Yes. Starch connects directly to QuickBooks and syncs invoices, bills, payments, vendors, and journal entries on a schedule. One note: QuickBooks report views like P&L and Transaction List are temporarily disabled while an upstream fix is in progress — but entity-level data syncs normally. For most monthly update use cases, the entity data is enough. You can also pull bank transactions from Plaid in parallel so you're working from both sources.
My property management software is AppFolio. Is that connected?

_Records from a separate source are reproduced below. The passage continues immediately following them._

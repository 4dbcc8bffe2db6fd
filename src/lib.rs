//! depsym - conflict-free dependency symbols for Gradle builds
//!
//! depsym reads the JSON report of the Gradle dependency-updates task and
//! gives every dependency a short, valid and unique identifier. The result is
//! written either as Kotlin `Versions`/`Libs` objects in `buildSrc` or as
//! `version.*` keys merged into `gradle.properties`.
//!
//! # Architecture Overview
//!
//! ```text
//! report.json ─► report::flatten ─► resolver::resolve ─┬─► render (Versions.kt, Libs.kt)
//!                                                      └─► properties (gradle.properties)
//! ```
//!
//! The resolver is a pipeline of pure passes over immutable values:
//!
//! 1. Duplicate coordinates are collapsed.
//! 2. Every record gets a module-only symbol, or a group+module symbol when the
//!    module name is generic, configured, or ambiguous.
//! 3. Records of one (virtual) group sharing a version are promoted to one
//!    group-level version symbol.
//! 4. The set is ordered deterministically and checked for uniqueness.
//!
//! # Core Modules
//!
//! - [`report`] - Report model, loader and flattener
//! - [`naming`] - Identifier escaping and symbol derivation
//! - [`resolver`] - Virtual groups, ambiguity resolution, version grouping, ordering
//! - [`render`] - Kotlin `buildSrc` generation
//! - [`properties`] - `gradle.properties` block generation and merge
//!
//! ## Supporting Modules
//!
//! - [`cli`] - Command-line interface
//! - [`config`] - `depsym.toml` loading and validation
//! - [`core`] - Error types and user-facing error formatting
//! - [`models`] - Records and naming decisions shared by every stage
//! - [`version`] - Stable/non-stable version classification
//! - [`utils`] - File helpers
//! - [`constants`] - Defaults, markers and built-in naming tables
//!
//! # Example
//!
//! ```rust
//! use depsym_cli::models::{DependencyRecord, VersionMode};
//! use depsym_cli::resolver::{NamingConfig, resolve};
//!
//! let resolved = resolve(
//!     vec![
//!         DependencyRecord::new("com.squareup.okhttp3", "okhttp", "4.2.2"),
//!         DependencyRecord::new("androidx.core", "core", "1.1.0"),
//!     ],
//!     &NamingConfig::default(),
//! )?;
//!
//! let names: Vec<&str> = resolved.iter().map(|d| d.symbol_name.as_str()).collect();
//! assert_eq!(names, vec!["androidx_core_core", "okhttp"]);
//! assert_eq!(resolved.dependencies()[0].mode, VersionMode::GroupModule);
//! # Ok::<(), depsym_cli::core::DepsymError>(())
//! ```

// Core functionality modules
pub mod cli;
pub mod config;
pub mod core;
pub mod resolver;

// Pipeline stages
pub mod naming;
pub mod properties;
pub mod render;
pub mod report;

// Supporting modules
pub mod constants;
pub mod models;
pub mod utils;
pub mod version;

// test_utils module is available for both unit tests and integration tests
#[cfg(any(test, feature = "test-utils"))]
pub mod test_utils;
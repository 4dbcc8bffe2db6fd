//! Kotlin `buildSrc` generation.
//!
//! Writes two objects into `<buildsrc>/src/main/kotlin/`:
//!
//! - `Versions.kt`: one `const val` per distinct version symbol, with an
//!   `// available: "x"` comment when the report offers a newer version, plus
//!   `gradleLatestVersion`.
//! - `Libs.kt`: one `const val` per coordinate, concatenating the coordinate
//!   with the matching `Versions` symbol.
//!
//! A fresh `buildSrc` also receives a minimal `build.gradle.kts` and
//! `.gitignore`. Existing ones are never touched.

pub mod kotlin;

pub use kotlin::{kotlin_string, render_libs, render_versions};

use std::path::{Path, PathBuf};

use anyhow::{Context, Result};
use serde::{Deserialize, Serialize};
use tracing::{debug, info};

use crate::constants::{DEFAULT_INDENT, DEFAULT_LIBS, DEFAULT_VERSIONS, INITIAL_BUILD_GRADLE_KTS, INITIAL_GITIGNORE};
use crate::models::NamedDependency;
use crate::resolver::ResolvedSet;
use crate::utils::{ensure_dir, safe_write, write_if_absent};

/// Property order inside the generated objects.
#[derive(Debug, Clone, Copy, Default, PartialEq, Eq, Serialize, Deserialize)]
#[serde(rename_all = "kebab-case")]
pub enum OrderBy {
    /// Mode, then longest name first, then name
    #[default]
    GroupAndLength,
    /// Mode, then name
    GroupAndAlphabetical,
}

/// Rendering options for the Kotlin objects.
#[derive(Debug, Clone, PartialEq, Eq)]
pub struct KotlinOptions {
    pub libs_name: String,
    pub versions_name: String,
    pub indent: String,
    pub order_by: OrderBy,
}

impl Default for KotlinOptions {
    fn default() -> Self {
        Self {
            libs_name: DEFAULT_LIBS.to_string(),
            versions_name: DEFAULT_VERSIONS.to_string(),
            indent: DEFAULT_INDENT.to_string(),
            order_by: OrderBy::default(),
        }
    }
}

/// Sort `dependencies` for display, keyed by `name`.
///
/// The sort is stable, so equal keys keep their resolved order.
pub fn sorted_for_render<'a>(
    mut dependencies: Vec<&'a NamedDependency>,
    order_by: OrderBy,
    name: impl Fn(&NamedDependency) -> &str,
) -> Vec<&'a NamedDependency> {
    match order_by {
        OrderBy::GroupAndLength => dependencies.sort_by(|a, b| {
            a.mode
                .cmp(&b.mode)
                .then_with(|| name(*b).len().cmp(&name(*a).len()))
                .then_with(|| name(*a).cmp(name(*b)))
        }),
        OrderBy::GroupAndAlphabetical => {
            dependencies.sort_by(|a, b| a.mode.cmp(&b.mode).then_with(|| name(*a).cmp(name(*b))))
        }
    }
    dependencies
}

/// Files written by [`write_buildsrc`].
#[derive(Debug, Clone, Default, PartialEq, Eq)]
pub struct GeneratedFiles {
    /// Always rewritten
    pub sources: Vec<PathBuf>,
    /// Created because they were missing
    pub scaffolding: Vec<PathBuf>,
}

/// Render both objects into `buildsrc_dir`.
///
/// # Errors
///
/// Returns an error when rendering fails or a file cannot be written.
pub fn write_buildsrc(buildsrc_dir: &Path, resolved: &ResolvedSet, options: &KotlinOptions) -> Result<GeneratedFiles> {
    let kotlin_dir = buildsrc_dir.join("src").join("main").join("kotlin");
    ensure_dir(&kotlin_dir)?;

    let mut generated = GeneratedFiles::default();

    for (object, source) in [
        (&options.versions_name, render_versions(resolved, options)?),
        (&options.libs_name, render_libs(resolved, options)?),
    ] {
        let path = kotlin_dir.join(format!("{object}.kt"));
        safe_write(&path, &source).with_context(|| format!("Failed to write {}", path.display()))?;
        debug!("Wrote {}", path.display());
        generated.sources.push(path);
    }

    for (name, content) in [("build.gradle.kts", INITIAL_BUILD_GRADLE_KTS), (".gitignore", INITIAL_GITIGNORE)] {
        let path = buildsrc_dir.join(name);
        if write_if_absent(&path, content)? {
            info!("Created {}", path.display());
            generated.scaffolding.push(path);
        }
    }

    Ok(generated)
}
//! Shared data models for the naming pipeline
//!
//! A dependency moves through the pipeline as two kinds of values:
//!
//! - [`DependencyRecord`] - a flattened report entry (coordinate, version,
//!   update candidates). Produced once by the report flattener and never
//!   mutated afterwards.
//! - [`NamedDependency`] - a record plus the naming decision made for it
//!   ([`VersionMode`] and the two generated symbols). Each resolver pass builds
//!   new `NamedDependency` values instead of editing existing ones.

use serde::{Deserialize, Serialize};
use std::fmt;

use crate::constants::{BUILD_TOOL_GROUP, GRADLE_LATEST_VERSION, NO_VERSION, PLUGIN_MARKER_SUFFIX};

/// Newer versions offered by the report, one per release channel.
#[derive(Debug, Clone, Default, PartialEq, Eq, Serialize, Deserialize)]
pub struct AvailableVersions {
    /// Next stable release
    #[serde(default)]
    pub release: Option<String>,
    /// Next milestone (pre-release)
    #[serde(default)]
    pub milestone: Option<String>,
    /// Next integration (snapshot) build
    #[serde(default)]
    pub integration: Option<String>,
}

impl AvailableVersions {
    /// Candidate offering only a release version.
    pub fn release(version: impl Into<String>) -> Self {
        Self {
            release: Some(version.into()),
            ..Self::default()
        }
    }

    /// First non-blank candidate in channel order release, milestone, integration.
    pub fn newest(&self) -> Option<&str> {
        [&self.release, &self.milestone, &self.integration]
            .into_iter()
            .flatten()
            .map(|v| v.trim())
            .find(|v| !v.is_empty())
    }

    /// Copy keeping only the candidates accepted by `keep`.
    ///
    /// Returns `None` when no candidate survives.
    pub fn retain(&self, keep: impl Fn(&str) -> bool) -> Option<Self> {
        let filter = |v: &Option<String>| v.as_ref().filter(|v| keep(v.trim())).cloned();
        let retained = Self {
            release: filter(&self.release),
            milestone: filter(&self.milestone),
            integration: filter(&self.integration),
        };
        retained.newest().is_some().then_some(retained)
    }
}

/// One dependency observation, flattened out of the report.
#[derive(Debug, Clone, PartialEq, Eq, Serialize)]
pub struct DependencyRecord {
    /// Dotted coordinate namespace
    pub group: String,
    /// Module name within the group
    pub module: String,
    /// Resolved version, or `"none"` when there is nothing to track
    pub version: String,
    /// Newer candidates, used for annotations only
    #[serde(skip_serializing_if = "Option::is_none")]
    pub available: Option<AvailableVersions>,
    /// Project home page, rendered as documentation
    #[serde(skip_serializing_if = "Option::is_none")]
    pub project_url: Option<String>,
}

impl DependencyRecord {
    pub fn new(group: impl Into<String>, module: impl Into<String>, version: impl Into<String>) -> Self {
        Self {
            group: group.into(),
            module: module.into(),
            version: version.into(),
            available: None,
            project_url: None,
        }
    }

    #[must_use]
    pub fn with_available(mut self, available: AvailableVersions) -> Self {
        self.available = Some(available);
        self
    }

    #[must_use]
    pub fn with_project_url(mut self, url: impl Into<String>) -> Self {
        self.project_url = Some(url.into());
        self
    }

    /// `group:module`
    pub fn coordinate(&self) -> String {
        format!("{}:{}", self.group, self.module)
    }

    /// False for the `"none"` sentinel.
    pub fn has_version(&self) -> bool {
        self.version != NO_VERSION
    }

    /// Whether the module is a build plugin marker artifact.
    pub fn is_plugin(&self) -> bool {
        self.module.ends_with(PLUGIN_MARKER_SUFFIX)
    }

    /// Whether this is the synthetic build-tool record.
    pub fn is_build_tool(&self) -> bool {
        self.group == BUILD_TOOL_GROUP && self.module == GRADLE_LATEST_VERSION
    }

    /// The candidate worth annotating, if it differs from the current version.
    pub fn newer_version(&self) -> Option<&str> {
        self.available
            .as_ref()
            .and_then(AvailableVersions::newest)
            .filter(|candidate| *candidate != self.version)
    }
}

/// How the version symbol of a dependency is keyed.
///
/// Variant order is significant: generated tables list grouped symbols first.
#[derive(Debug, Clone, Copy, PartialEq, Eq, PartialOrd, Ord, Hash, Serialize, Deserialize)]
#[serde(rename_all = "SCREAMING_SNAKE_CASE")]
pub enum VersionMode {
    /// One shared symbol keyed by the (virtual) group label
    Group,
    /// Symbol keyed by group and module
    GroupModule,
    /// Symbol keyed by the module name alone
    Module,
}

impl fmt::Display for VersionMode {
    fn fmt(&self, f: &mut fmt::Formatter<'_>) -> fmt::Result {
        match self {
            Self::Group => write!(f, "GROUP"),
            Self::GroupModule => write!(f, "GROUP_MODULE"),
            Self::Module => write!(f, "MODULE"),
        }
    }
}

/// A record together with its naming decision.
#[derive(Debug, Clone, PartialEq, Eq, Serialize)]
pub struct NamedDependency {
    #[serde(flatten)]
    pub record: DependencyRecord,
    /// Literal group, or the virtual group label claiming this record
    pub version_group: String,
    pub mode: VersionMode,
    /// Identifier in the version table
    pub symbol_name: String,
    /// Identifier in the library-coordinate table
    pub coordinate_symbol_name: String,
}

impl NamedDependency {
    /// New value with a different mode and version symbol.
    ///
    /// The coordinate symbol is carried over unchanged.
    #[must_use]
    pub fn remapped(&self, mode: VersionMode, symbol_name: String) -> Self {
        Self {
            mode,
            symbol_name,
            ..self.clone()
        }
    }

    /// Whether the version group comes from a virtual group rather than the literal group.
    pub fn in_virtual_group(&self) -> bool {
        self.version_group != self.record.group
    }
}
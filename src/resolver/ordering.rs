//! Final rendering order.

use std::cmp::Ordering;

use crate::models::NamedDependency;

/// Rendering order: version symbol, then coordinate symbol.
///
/// Coordinate symbols are unique after resolution, so this is a total order
/// and the result does not depend on input order.
pub fn render_order(a: &NamedDependency, b: &NamedDependency) -> Ordering {
    a.symbol_name
        .cmp(&b.symbol_name)
        .then_with(|| a.coordinate_symbol_name.cmp(&b.coordinate_symbol_name))
}

/// Stable sort by [`render_order`].
pub fn order(mut dependencies: Vec<NamedDependency>) -> Vec<NamedDependency> {
    dependencies.sort_by(render_order);
    dependencies
}
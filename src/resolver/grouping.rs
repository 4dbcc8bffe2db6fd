//! Promotion of co-versioned partitions onto one shared version symbol.

use std::collections::{BTreeMap, HashMap};

use tracing::debug;

use super::{Disambiguated, Grouped};
use crate::models::{NamedDependency, VersionMode};
use crate::naming::escape_identifier;

/// Promote every eligible partition to `GROUP`.
///
/// Records are partitioned by version group. A partition is eligible when all
/// of its members share one version string and it is either claimed by a
/// virtual group or has more than one member. Its members then share the
/// escaped label as version symbol, unless that symbol is already held by a
/// record outside the partition, in which case the partition is left alone.
///
/// Partitions are visited in label order. Coordinate symbols never change.
/// The build-tool record belongs to no partition and keeps its own symbol.
pub fn group_versions(stage: Disambiguated) -> Grouped {
    let (dependencies, warnings) = stage.into_parts();

    let mut partitions: BTreeMap<&str, Vec<usize>> = BTreeMap::new();
    for (index, dependency) in dependencies.iter().enumerate() {
        if dependency.record.is_build_tool() {
            continue;
        }
        partitions.entry(dependency.version_group.as_str()).or_default().push(index);
    }

    let mut promoted: HashMap<usize, String> = HashMap::new();
    for (label, members) in &partitions {
        if !is_eligible(&dependencies, members) {
            continue;
        }

        let symbol = escape_identifier(label);
        let taken = dependencies.iter().enumerate().any(|(index, dependency)| {
            !members.contains(&index)
                && promoted.get(&index).map_or(dependency.symbol_name.as_str(), String::as_str) == symbol
        });
        if taken {
            debug!("Not grouping '{label}': symbol '{symbol}' is already in use");
            continue;
        }

        debug!("Grouping {} dependencies under '{symbol}'", members.len());
        for index in members {
            promoted.insert(*index, symbol.clone());
        }
    }

    let grouped = dependencies
        .iter()
        .enumerate()
        .map(|(index, dependency)| match promoted.get(&index) {
            Some(symbol) => dependency.remapped(VersionMode::Group, symbol.clone()),
            None => dependency.clone(),
        })
        .collect();

    Grouped::new(grouped, warnings)
}

fn is_eligible(dependencies: &[NamedDependency], members: &[usize]) -> bool {
    let Some(first) = members.first().map(|index| &dependencies[*index]) else {
        return false;
    };
    let same_version = members.iter().all(|index| dependencies[*index].record.version == first.record.version);
    let virtual_group = members.iter().any(|index| dependencies[*index].in_virtual_group());

    same_version && (virtual_group || members.len() > 1)
}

AppFolio doesn't have a standard API connector in Starch's integration catalog, but Starch can automate AppFolio through your browser — log in, pull occupancy and rent roll data, and feed it into your investor update. No API needed. You'd describe the workflow — 'every month, pull the rent roll from AppFolio for each property and add it to my investor update draft' — and Starch builds the browser automation.
Is this secure enough for LP financial data?
Starch is not SOC 2 Type II certified today — that's worth knowing before you put highly sensitive fund data in. For a founder managing a small LP base with a few properties, most operators find the tradeoff reasonable. If your LPs require SOC 2 compliance from every vendor in your stack, that's a real constraint and you should factor it in.
Can I customize the investor update format so it looks like my brand, not a generic template?
Yes — the Investor Reporting starter app is a starting point, not a fixed format. You can tell Starch exactly what sections you want, what order, what terminology (NOI instead of gross profit, 'property portfolio' instead of 'product'), and what the tone should match. If you have a past update you liked, paste it in and tell Starch to match that structure.
I have 12 LPs and some want more detail than others. Can I send different versions?
Yes. You can describe two versions of the update — a summary version and a detailed version with the property-level tables — and tell Starch which LP email addresses get which. The financial data is the same; the depth of the report is different. Starch handles the segmentation at send time.
What if I miss the monthly deadline and want to send it late without it looking late?
Starch sends when you approve. If you approve on the 8th instead of the 1st, it sends on the 8th. Nothing in the automation forces an embarrassing timestamp — you're in control of the send. The workflow's job is to make sure the draft is ready ahead of time so the deadline pressure is lower.